Average review score:

Excellent Resource
Helpful Votes: 0 out of 0 total.
Review Date: 2007-06-12
This is an excellent resource for parents with young children or anyone considering having children. This book will help you communicate more effectively with them concerning sex, sexuality and gender issues.
It is informative, funny and easy to understand. She gives a lot of examples of what she is writing about so that you have something to go on in discussing the topic with your own child or children.

Read it and share it with your offspring before they go off to college!
Helpful Votes: 0 out of 0 total.
Review Date: 2006-12-28
I don't know what are the rates for teen pregnancy in the US, but I KNOW that unwanted pregnancy is a reality for young adults. Every year one or two of my college students becomes pregnant. I can only recall three times in over ten years when the student was either married or in a committed relationship. If your offspring is planning to go off and live on his/her own, read this book so you can talk about sexuality before they leave your house. The book is somewhat verbose and some sections could be shortened, but I gave it 5 stars because what Roffman has to say, and how she says it, it's very important.

Every parent should read this book
Helpful Votes: 0 out of 0 total.
Review Date: 2006-11-02
Just what parents need to know - the big picture, not just biology and warnings. Very thoughtful.

Important if you're a parent
Helpful Votes: 12 out of 12 total.
Review Date: 2002-02-28
I saw Deborah Roffman speak before I read this book. When she told us that her students (she teaches at a local private school) call her "the sex lady," I wasn't surprised. When she explained some of today's kids' (we're talking kids, not even teens) attitudes about sex, sexuality, and sexual activity, I was very surprised.

I've always considered myself enlightened and pretty progressive, but when it comes to what our kids are thinking and doing, I felt like a Puritan. According to Ms. Roffman, the roles that we as a society thrust on our kids put them under an incredible amount of pressure about themselves, their sexuality, and their values.

This book is written just the way Ms. Roffman speaks -- frankly, straightforwardly, and plainly, with no holds barred. If you're the parent of a pre-teen or teen, or know a pre-teen or teen, you should put this book near the top of your must-read list.

Good ideas and stories but too wandering and disorganized
Helpful Votes: 4 out of 4 total.
Review Date: 2007-02-12
I have to admit I was a little disappointed with this book. The idea is revolutionary and necessary in modern society: a generation of parents who genuinely talk to their children about sex and maintain an open and reasonable dialogue throughout their child's life.
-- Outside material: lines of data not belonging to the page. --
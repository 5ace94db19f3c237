use std::collections::{BTreeSet, HashMap};

use crate::context::MergeContext;
use crate::idmap::{self, new_ids_map};

/// Timesheet periods are global pay periods identified by their date range.
/// The union of all sources' periods is created up front, then the sheets
/// themselves follow.
pub fn merge_timesheets(ctx: &mut MergeContext) -> anyhow::Result<()> {
    let MergeContext {
        target,
        sources,
        maps,
        ..
    } = ctx;

    let mut all_periods: BTreeSet<(String, String)> = BTreeSet::new();
    for (_, source) in sources.iter() {
        let mut stmt = source.prepare("SELECT start_date, end_date FROM timesheet_periods")?;
        let periods = stmt
            .query_map([], |row| {
                Ok((row.get::<_, String>(0)?, row.get::<_, String>(1)?))
            })?
            .collect::<Result<Vec<_>, _>>()?;
        all_periods.extend(periods);
    }
    for (start_date, end_date) in &all_periods {
        target.execute(
            "INSERT OR IGNORE INTO timesheet_periods(start_date, end_date) VALUES(?, ?)",
            (start_date, end_date),
        )?;
    }

    let mut period_by_range: HashMap<(String, String), i64> = HashMap::new();
    let mut stmt = target.prepare("SELECT id, start_date, end_date FROM timesheet_periods")?;
    let rows = stmt.query_map([], |row| {
        Ok((row.get::<_, i64>(0)?, row.get(1)?, row.get(2)?))
    })?;
    for row in rows {
        let (id, start_date, end_date) = row?;
        period_by_range.insert((start_date, end_date), id);
    }
    drop(stmt);

    for (name, source) in sources.iter() {
        let mut stmt = source.prepare(
            "SELECT t.id, t.leader_id, t.submitted, t.paid, p.start_date, p.end_date
             FROM timesheets t JOIN timesheet_periods p ON p.id = t.period_id",
        )?;
        let timesheets = stmt
            .query_map([], |row| {
                Ok((
                    row.get::<_, i64>(0)?,
                    row.get::<_, i64>(1)?,
                    row.get::<_, bool>(2)?,
                    row.get::<_, bool>(3)?,
                    row.get::<_, String>(4)?,
                    row.get::<_, String>(5)?,
                ))
            })?
            .collect::<Result<Vec<_>, _>>()?;
        drop(stmt);

        for (foreign_id, leader_id, submitted, paid, start_date, end_date) in timesheets {
            if maps.timesheets.contains(name, foreign_id) {
                continue;
            }
            let local_leader = idmap::require(&maps.leaders, "leader", name, leader_id)?;
            let local_period = period_by_range[&(start_date, end_date)];
            target.execute(
                "INSERT INTO timesheets(period_id, leader_id, submitted, paid) VALUES(?, ?, ?, ?)",
                (local_period, local_leader, submitted, paid),
            )?;
            maps.timesheets.record(name, foreign_id, target.last_insert_rowid());
        }
    }

    maps.timesheets.save(target)?;
    Ok(())
}

pub fn merge_timesheet_entries(ctx: &mut MergeContext) -> anyhow::Result<()> {
    let MergeContext {
        target,
        sources,
        maps,
        ..
    } = ctx;
    let names: Vec<String> = sources.iter().map(|(n, _)| n.clone()).collect();

    // Entry types dedup by name, local to this phase; nothing later refers
    // to them by id.
    let mut type_map = new_ids_map(names.iter().map(String::as_str));
    let mut types_by_name: HashMap<String, i64> = HashMap::new();
    let mut stmt = target.prepare("SELECT id, name FROM timesheet_entry_types")?;
    let rows = stmt.query_map([], |row| Ok((row.get::<_, String>(1)?, row.get(0)?)))?;
    for row in rows {
        let (name, id) = row?;
        types_by_name.insert(name, id);
    }
    drop(stmt);

    for (name, source) in sources.iter() {
        let mut stmt = source.prepare("SELECT id, name FROM timesheet_entry_types")?;
        let types = stmt
            .query_map([], |row| {
                Ok((row.get::<_, i64>(0)?, row.get::<_, String>(1)?))
            })?
            .collect::<Result<Vec<_>, _>>()?;
        for (foreign_id, type_name) in types {
            let local_id = match types_by_name.get(&type_name) {
                Some(id) => *id,
                None => {
                    target.execute(
                        "INSERT INTO timesheet_entry_types(name) VALUES(?)",
                        [&type_name],
                    )?;
                    let local_id = target.last_insert_rowid();
                    types_by_name.insert(type_name, local_id);
                    local_id
                }
            };
            idmap::record(&mut type_map, name, foreign_id, local_id);
        }
    }

    for (name, source) in sources.iter() {
        let mut stmt = source.prepare(
            "SELECT id, timesheet_id, entry_type_id, date, start_time, end_time, description
             FROM timesheet_entries",
        )?;
        let entries = stmt
            .query_map([], |row| {
                Ok((
                    row.get::<_, i64>(0)?,
                    row.get::<_, i64>(1)?,
                    row.get::<_, i64>(2)?,
                    row.get::<_, String>(3)?,
                    row.get::<_, Option<String>>(4)?,
                    row.get::<_, Option<String>>(5)?,
                    row.get::<_, String>(6)?,
                ))
            })?
            .collect::<Result<Vec<_>, _>>()?;
        for (foreign_id, timesheet_id, entry_type_id, date, start_time, end_time, description)
            in entries
        {
            if maps.timesheet_entries.contains(name, foreign_id) {
                continue;
            }
            let local_timesheet =
                idmap::require(&maps.timesheets, "timesheet", name, timesheet_id)?;
            let local_type =
                idmap::require(&type_map, "timesheet entry type", name, entry_type_id)?;
            target.execute(
                "INSERT INTO timesheet_entries(timesheet_id, entry_type_id, date, start_time,
                                               end_time, description)
                 VALUES(?, ?, ?, ?, ?, ?)",
                (
                    local_timesheet,
                    local_type,
                    &date,
                    &start_time,
                    &end_time,
                    &description,
                ),
            )?;
            maps.timesheet_entries.record(name, foreign_id, target.last_insert_rowid());
        }
    }

    maps.timesheet_entries.save(target)?;
    Ok(())
}

pub fn merge_journals(ctx: &mut MergeContext) -> anyhow::Result<()> {
    let MergeContext {
        target,
        sources,
        maps,
        ..
    } = ctx;

    for (name, source) in sources.iter() {
        let mut stmt = source.prepare(
            "SELECT id, activity_id, name, school_year_division_id, risks, plan, evaluation
             FROM journals",
        )?;
        let journals = stmt
            .query_map([], |row| {
                Ok((
                    row.get::<_, i64>(0)?,
                    row.get::<_, i64>(1)?,
                    row.get::<_, String>(2)?,
                    row.get::<_, Option<i64>>(3)?,
                    row.get::<_, String>(4)?,
                    row.get::<_, String>(5)?,
                    row.get::<_, String>(6)?,
                ))
            })?
            .collect::<Result<Vec<_>, _>>()?;
        drop(stmt);

        for (foreign_id, activity_id, journal_name, division, risks, plan, evaluation) in journals {
            if maps.journals.contains(name, foreign_id) {
                continue;
            }
            let local_activity =
                idmap::require(&maps.activities, "activity", name, activity_id)?;
            let division = idmap::resolve_opt(
                &maps.school_year_divisions,
                "school year division",
                name,
                division,
            )?;
            target.execute(
                "INSERT INTO journals(activity_id, name, school_year_division_id, risks, plan,
                                      evaluation)
                 VALUES(?, ?, ?, ?, ?, ?)",
                (
                    local_activity,
                    &journal_name,
                    division,
                    &risks,
                    &plan,
                    &evaluation,
                ),
            )?;
            let local_id = target.last_insert_rowid();

            let mut leader_stmt =
                source.prepare("SELECT leader_id FROM journal_leaders WHERE journal_id = ?")?;
            let leader_ids = leader_stmt
                .query_map([foreign_id], |row| row.get::<_, i64>(0))?
                .collect::<Result<Vec<_>, _>>()?;
            for leader_id in leader_ids {
                let local_leader = idmap::require(&maps.leaders, "leader", name, leader_id)?;
                target.execute(
                    "INSERT OR IGNORE INTO journal_leaders(journal_id, leader_id) VALUES(?, ?)",
                    (local_id, local_leader),
                )?;
            }

            let mut part_stmt = source
                .prepare("SELECT participant_id FROM journal_participants WHERE journal_id = ?")?;
            let participant_ids = part_stmt
                .query_map([foreign_id], |row| row.get::<_, i64>(0))?
                .collect::<Result<Vec<_>, _>>()?;
            for participant_id in participant_ids {
                let local_participant = idmap::require(
                    &maps.registration_participants,
                    "registration participant",
                    name,
                    participant_id,
                )?;
                target.execute(
                    "INSERT OR IGNORE INTO journal_participants(journal_id, participant_id)
                     VALUES(?, ?)",
                    (local_id, local_participant),
                )?;
            }

            let mut time_stmt = source.prepare(
                "SELECT day_of_week, start_time, end_time FROM journal_times WHERE journal_id = ?",
            )?;
            let times = time_stmt
                .query_map([foreign_id], |row| {
                    Ok((
                        row.get::<_, i64>(0)?,
                        row.get::<_, String>(1)?,
                        row.get::<_, String>(2)?,
                    ))
                })?
                .collect::<Result<Vec<_>, _>>()?;
            for (day_of_week, start_time, end_time) in times {
                target.execute(
                    "INSERT INTO journal_times(journal_id, day_of_week, start_time, end_time)
                     VALUES(?, ?, ?, ?)",
                    (local_id, day_of_week, &start_time, &end_time),
                )?;
            }

            maps.journals.record(name, foreign_id, local_id);
        }
    }

    maps.journals.save(target)?;
    Ok(())
}

pub fn merge_journal_entries(ctx: &mut MergeContext) -> anyhow::Result<()> {
    let MergeContext {
        target,
        sources,
        maps,
        ..
    } = ctx;

    for (name, source) in sources.iter() {
        let mut stmt = source
            .prepare("SELECT id, journal_id, date, period_id, agenda FROM journal_entries")?;
        let entries = stmt
            .query_map([], |row| {
                Ok((
                    row.get::<_, i64>(0)?,
                    row.get::<_, i64>(1)?,
                    row.get::<_, String>(2)?,
                    row.get::<_, Option<i64>>(3)?,
                    row.get::<_, String>(4)?,
                ))
            })?
            .collect::<Result<Vec<_>, _>>()?;
        drop(stmt);

        for (foreign_id, journal_id, date, period, agenda) in entries {
            if maps.journal_entries.contains(name, foreign_id) {
                continue;
            }
            let local_journal = idmap::require(&maps.journals, "journal", name, journal_id)?;
            let period = idmap::resolve_opt(
                &maps.school_year_periods,
                "school year period",
                name,
                period,
            )?;
            target.execute(
                "INSERT INTO journal_entries(journal_id, date, period_id, agenda)
                 VALUES(?, ?, ?, ?)",
                (local_journal, &date, period, &agenda),
            )?;
            let local_id = target.last_insert_rowid();

            for (table, column) in [
                ("journal_entry_participants", "participant_id"),
                ("journal_entry_instructed", "participant_id"),
            ] {
                let mut part_stmt = source.prepare(&format!(
                    "SELECT {column} FROM {table} WHERE journal_entry_id = ?"
                ))?;
                let participant_ids = part_stmt
                    .query_map([foreign_id], |row| row.get::<_, i64>(0))?
                    .collect::<Result<Vec<_>, _>>()?;
                for participant_id in participant_ids {
                    let local_participant = idmap::require(
                        &maps.registration_participants,
                        "registration participant",
                        name,
                        participant_id,
                    )?;
                    target.execute(
                        &format!(
                            "INSERT OR IGNORE INTO {table}(journal_entry_id, {column})
                             VALUES(?, ?)"
                        ),
                        (local_id, local_participant),
                    )?;
                }
            }

            let mut leader_stmt = source.prepare(
                "SELECT timesheet_id, start_time, end_time FROM journal_leader_entries
                 WHERE journal_entry_id = ?",
            )?;
            let leader_entries = leader_stmt
                .query_map([foreign_id], |row| {
                    Ok((
                        row.get::<_, i64>(0)?,
                        row.get::<_, Option<String>>(1)?,
                        row.get::<_, Option<String>>(2)?,
                    ))
                })?
                .collect::<Result<Vec<_>, _>>()?;
            for (timesheet_id, start_time, end_time) in leader_entries {
                let local_timesheet =
                    idmap::require(&maps.timesheets, "timesheet", name, timesheet_id)?;
                target.execute(
                    "INSERT INTO journal_leader_entries(journal_entry_id, timesheet_id,
                                                        start_time, end_time)
                     VALUES(?, ?, ?, ?)",
                    (local_id, local_timesheet, &start_time, &end_time),
                )?;
            }

            maps.journal_entries.record(name, foreign_id, local_id);
        }
    }

    maps.journal_entries.save(target)?;
    Ok(())
}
Roffman does a good job of arguing for why we need this. What she does not do well, in my opinion, is get to the point: just how are we to instill these dialogues into our relationships with our children? After pages of being told how important it is, I was frustrated not to find how she recommends going about it. So I skipped around. However, due to the poor organization of her book, I had no idea where to skip to. I left it back at the library I got it from with only a vague idea of how she recommended I speak to my child.

Don't get me wrong: her stories are good and there a few I feel glad knowing. But she simply does not get to the point soon enough. The path of her narrative is wandering and her direction at times unclear. I simply could not sit through it long enough to give her a chance to get. to. the. point.

After some disappointment and some searching, I found a book that *does* get to the point:

-Everything you NEVER wanted your kids to know about SEX (but were afraid they'd ask)-
by Justin Richardson and Mark Schuster

While Roffman has the advantage of many first-hand discussions with parents children, Richardson and Schuster have the advantage of not only that but also enlightening statistical, psychological, and sociological research. Not to mention a much more straight-forward writing style.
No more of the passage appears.